Fintech enthusiasts have until this week to lob in an offer for the Australian and NZ arms of collapsed German online payments firm, Wirecard.
Auckland-based insolvency firm McGrath Nicol has opened up bidding for the Australasian assets of the “innovative, bank grade, consumer electronic payment solution provider”.
The offer extends to the three “core software platforms” featuring alternative spelling – Cadencie, Simfonie and FINsim – that service “a global footprint from Auckland”, according to the for-sale ad.
Wirecard NZ, a subsidiary of the now-defunct German parent company, owns the Australian operation, which last week laid off nine staff as administrators there “scrambled to pinpoint the revenue streams”, Banking Day reported.
The Australian Wirecard clients included Bendigo Bank, ME Bank (owned by some industry superannuation funds) and a few credit unions, the media report says.
Banking Day cited a Wirecard Australia employee as saying: “All future development of both the Cadencie and Finsim platforms has ceased.”

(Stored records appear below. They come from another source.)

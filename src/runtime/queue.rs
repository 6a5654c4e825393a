// The MIT License (MIT)

// Copyright (c) 2025 braid developers

// Permission is hereby granted, free of charge, to any person obtaining a copy of
// this software and associated documentation files (the "Software"), to deal in
// the Software without restriction, including without limitation the rights to
// use, copy, modify, merge, publish, distribute, sublicense, and/or sell copies of
// the Software, and to permit persons to whom the Software is furnished to do so,
// subject to the following conditions:

// The above copyright notice and this permission notice shall be included in all
// copies or substantial portions of the Software.

// THE SOFTWARE IS PROVIDED "AS IS", WITHOUT WARRANTY OF ANY KIND, EXPRESS OR
// IMPLIED, INCLUDING BUT NOT LIMITED TO THE WARRANTIES OF MERCHANTABILITY, FITNESS
// FOR A PARTICULAR PURPOSE AND NONINFRINGEMENT. IN NO EVENT SHALL THE AUTHORS OR
// COPYRIGHT HOLDERS BE LIABLE FOR ANY CLAIM, DAMAGES OR OTHER LIABILITY, WHETHER
// IN AN ACTION OF CONTRACT, TORT OR OTHERWISE, ARISING FROM, OUT OF OR IN
// CONNECTION WITH THE SOFTWARE OR THE USE OR OTHER DEALINGS IN THE SOFTWARE.

//! Unbounded MPMC queue backing the global submission queue of the pool.
//!
//! A growable ring under a mutex and a condition variable. `size_approx` is
//! an atomic counter kept beside the lock; it is approximate because readers
//! may race with concurrent enqueues and dequeues.
//!
//! Closing the queue is the shutdown signal: blocked consumers wake, drain
//! whatever is left, and interpret closed-and-empty as "stop".

use std::collections::VecDeque;
use std::sync::atomic::{AtomicBool, AtomicUsize, Ordering};
use std::sync::{Condvar, Mutex};
use std::time::Duration;

pub struct UnboundedQueue<T> {
    inner: Mutex<VecDeque<T>>,
    not_empty: Condvar,
    size: AtomicUsize,
    closed: AtomicBool,
}

impl<T> UnboundedQueue<T> {
    pub fn new() -> UnboundedQueue<T> {
        UnboundedQueue::with_capacity(32)
    }

    pub fn with_capacity(capacity: usize) -> UnboundedQueue<T> {
        UnboundedQueue {
            inner: Mutex::new(VecDeque::with_capacity(capacity)),
            not_empty: Condvar::new(),
            size: AtomicUsize::new(0),
            closed: AtomicBool::new(false),
        }
    }

    pub fn size_approx(&self) -> usize {
        self.size.load(Ordering::Acquire)
    }

    pub fn is_closed(&self) -> bool {
        self.closed.load(Ordering::Acquire)
    }

    /// Wake-one on enqueue. Returns `false` (dropping the value) once the
    /// queue has been closed.
    pub fn enqueue(&self, value: T) -> bool {
        let mut queue = self.inner.lock().unwrap();
        if self.closed.load(Ordering::Relaxed) {
            return false;
        }
        queue.push_back(value);
        self.size.fetch_add(1, Ordering::Release);
        self.not_empty.notify_one();
        true
    }

    pub fn try_dequeue(&self) -> Option<T> {
        if self.size_approx() == 0 {
            return None;
        }
        let mut queue = self.inner.lock().unwrap();
        let value = queue.pop_front();
        if value.is_some() {
            self.size.fetch_sub(1, Ordering::Release);
        }
        value
    }

    fn drain_locked(&self, queue: &mut VecDeque<T>, out: &mut Vec<T>, max: usize) -> usize {
        let mut count = 0;
        while count < max {
            match queue.pop_front() {
                Some(value) => {
                    out.push(value);
                    count += 1;
                }
                None => break,
            }
        }
        if count > 0 {
            self.size.fetch_sub(count, Ordering::Release);
            if !queue.is_empty() {
                // more work left for another consumer
                self.not_empty.notify_one();
            }
        }
        count
    }

    /// Non-blocking bulk dequeue of up to `max` elements into `out`.
    pub fn try_dequeue_bulk(&self, out: &mut Vec<T>, max: usize) -> usize {
        if max == 0 || self.size_approx() == 0 {
            return 0;
        }
        let mut queue = self.inner.lock().unwrap();
        self.drain_locked(&mut queue, out, max)
    }

    /// Blocks until at least one element is available or the queue is closed.
    /// Returns 0 only when closed and drained.
    pub fn wait_dequeue_bulk(&self, out: &mut Vec<T>, max: usize) -> usize {
        let mut queue = self.inner.lock().unwrap();
        loop {
            if !queue.is_empty() {
                return self.drain_locked(&mut queue, out, max);
            }
            if self.closed.load(Ordering::Relaxed) {
                return 0;
            }
            queue = self.not_empty.wait(queue).unwrap();
        }
    }

    /// As `wait_dequeue_bulk` but gives up after `timeout`. Returns 0 on
    /// timeout as well as on closed-and-drained.
    pub fn wait_dequeue_bulk_timed(&self, out: &mut Vec<T>, max: usize, timeout: Duration) -> usize {
        let queue = self.inner.lock().unwrap();
        let (mut queue, wait_result) = self
            .not_empty
            .wait_timeout_while(queue, timeout, |queue| {
                queue.is_empty() && !self.closed.load(Ordering::Relaxed)
            })
            .unwrap();
        if wait_result.timed_out() && queue.is_empty() {
            return 0;
        }
        self.drain_locked(&mut queue, out, max)
    }

    /// Blocking single-element dequeue; `None` only when closed and drained.
    pub fn wait_dequeue(&self) -> Option<T> {
        let mut queue = self.inner.lock().unwrap();
        loop {
            if let Some(value) = queue.pop_front() {
                self.size.fetch_sub(1, Ordering::Release);
                if !queue.is_empty() {
                    self.not_empty.notify_one();
                }
                return Some(value);
            }
            if self.closed.load(Ordering::Relaxed) {
                return None;
            }
            queue = self.not_empty.wait(queue).unwrap();
        }
    }

    /// Wake-all shutdown signal. Elements already queued stay drainable.
    pub fn close(&self) {
        let _queue = self.inner.lock().unwrap();
        self.closed.store(true, Ordering::Release);
        self.not_empty.notify_all();
    }
}

impl<T> Default for UnboundedQueue<T> {
    fn default() -> UnboundedQueue<T> {
        UnboundedQueue::new()
    }
}

#[cfg(test)]
mod test {
    use std::sync::Arc;
    use std::thread;
    use std::time::Duration;

    use super::*;

    #[test]
    fn test_bulk_roundtrip() {
        let queue = UnboundedQueue::new();
        for i in 0..10 {
            assert!(queue.enqueue(i));
        }
        assert_eq!(queue.size_approx(), 10);

        let mut out = Vec::new();
        assert_eq!(queue.try_dequeue_bulk(&mut out, 4), 4);
        assert_eq!(out, vec![0, 1, 2, 3]);
        out.clear();
        assert_eq!(queue.try_dequeue_bulk(&mut out, 100), 6);
        assert_eq!(queue.size_approx(), 0);
        assert_eq!(queue.try_dequeue_bulk(&mut out, 1), 0);
    }

    #[test]
    fn test_wait_wakes_on_enqueue() {
        let queue = Arc::new(UnboundedQueue::new());
        let consumer = {
            let queue = queue.clone();
            thread::spawn(move || {
                let mut out = Vec::new();
                queue.wait_dequeue_bulk(&mut out, 8);
                out
            })
        };
        thread::sleep(Duration::from_millis(20));
        queue.enqueue(7usize);
        assert_eq!(consumer.join().unwrap(), vec![7]);
    }

    #[test]
    fn test_close_unblocks_consumers() {
        let queue: Arc<UnboundedQueue<usize>> = Arc::new(UnboundedQueue::new());
        let consumers = (0..3)
            .map(|_| {
                let queue = queue.clone();
                thread::spawn(move || {
                    let mut out = Vec::new();
                    queue.wait_dequeue_bulk(&mut out, 8)
                })
            })
            .collect::<Vec<_>>();
        thread::sleep(Duration::from_millis(20));
        queue.close();
        for c in consumers {
            assert_eq!(c.join().unwrap(), 0);
        }
        assert!(!queue.enqueue(1));
    }

    #[test]
    fn test_timed_wait_times_out() {
        let queue: UnboundedQueue<usize> = UnboundedQueue::new();
        let mut out = Vec::new();
        let n = queue.wait_dequeue_bulk_timed(&mut out, 8, Duration::from_millis(10));
        assert_eq!(n, 0);
    }
}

NZ staff face a statutory termination period that ends on October 12 this year, which was extended from the original July 27.
Since Wirecard Germany bought out the GFG Group (a company formed in 1991 as Green Fleming Goldfinch Partners) in 2014, the NZ business has racked up considerable losses. The most recent Wirecard NZ accounts, for the 2018 calendar year, show the firm lost over $8 million in the period on revenue of $11.8 million compared to a $1.8 million loss on $13.2 million of income in the previous annual period.
According to the Wirecard NZ accounts, the company had accrued losses of over $17 million and negative equity of almost $3.6 million as at the end of 2018. The NZ operation was shored up during the year with a $2.5 million loan – topped up in 2019 with a further $1.8 million borrowing – from an associated offshore entity (Wirecard Technologies GmbH) and a letter of credit from the parent firm.
“The going concern assumption is dependent on continued support from the parent company which includes a 10m Euro letter of support for 5 years from 3 April 2019,” the report says. “The parent company has sufficient resources to provide this level of financial support.”
On June 25 this year, the once high-flying German fintech filed for insolvency after a €1.9 billion hole appeared in its accounts. Former Wirecard chief, Markus Braun, along with other senior executives, have since been arrested on fraud charges.
Wirecard NZ booked revenue for software licensing and other related services from several jurisdictions including the Philippines (about $3.2 million), Australia ($3.1 million) and Asia ($2.6 million).
The accounts note Wirecard NZ acquired the credit card acceptances business of Citibank NZ in 2018 as part of a global deal carried out by the German parent.
At the end of 2018, Wirecard NZ reported share capital of almost $13 million.
While the impact in Australia and NZ may be relatively minor, the collapse of Wirecard has sent a shudder through the fintech world, highlighting risks in the increasingly inter-connected ‘ecosystem’.
Forbes, for example, reported clients of at least a dozen UK fintech payment services faced access problems after the financial regulator put a stop on Wirecard operations in the country.
“The U.K.’s Financial Conduct Authority on Friday suspended Wirecard’s U.K. subsidiary Wirecard Card Solutions (WCS) Limited, seemingly with little or no notice to many of the banking services that relied on it,” the Forbes report says.
Interested parties have until August 5 (this Wednesday) to lodge offers with McGrath Nicol for the Wirecard Australasian assets, which include the card services software, Cadencie; mobile payments platform, Simfonie; and, anti-money laundering software, FINsim.
Aside from accounting fraud charges, the Wirecard parent is facing multiple money-laundering allegations involving gambling and pornography.
In July Money Laundering Watch reported: “Despite the current lack of details regarding these various money laundering probes, Wirecard is likely to remain in the news – and a thorn in Germany’s side – for months to come.”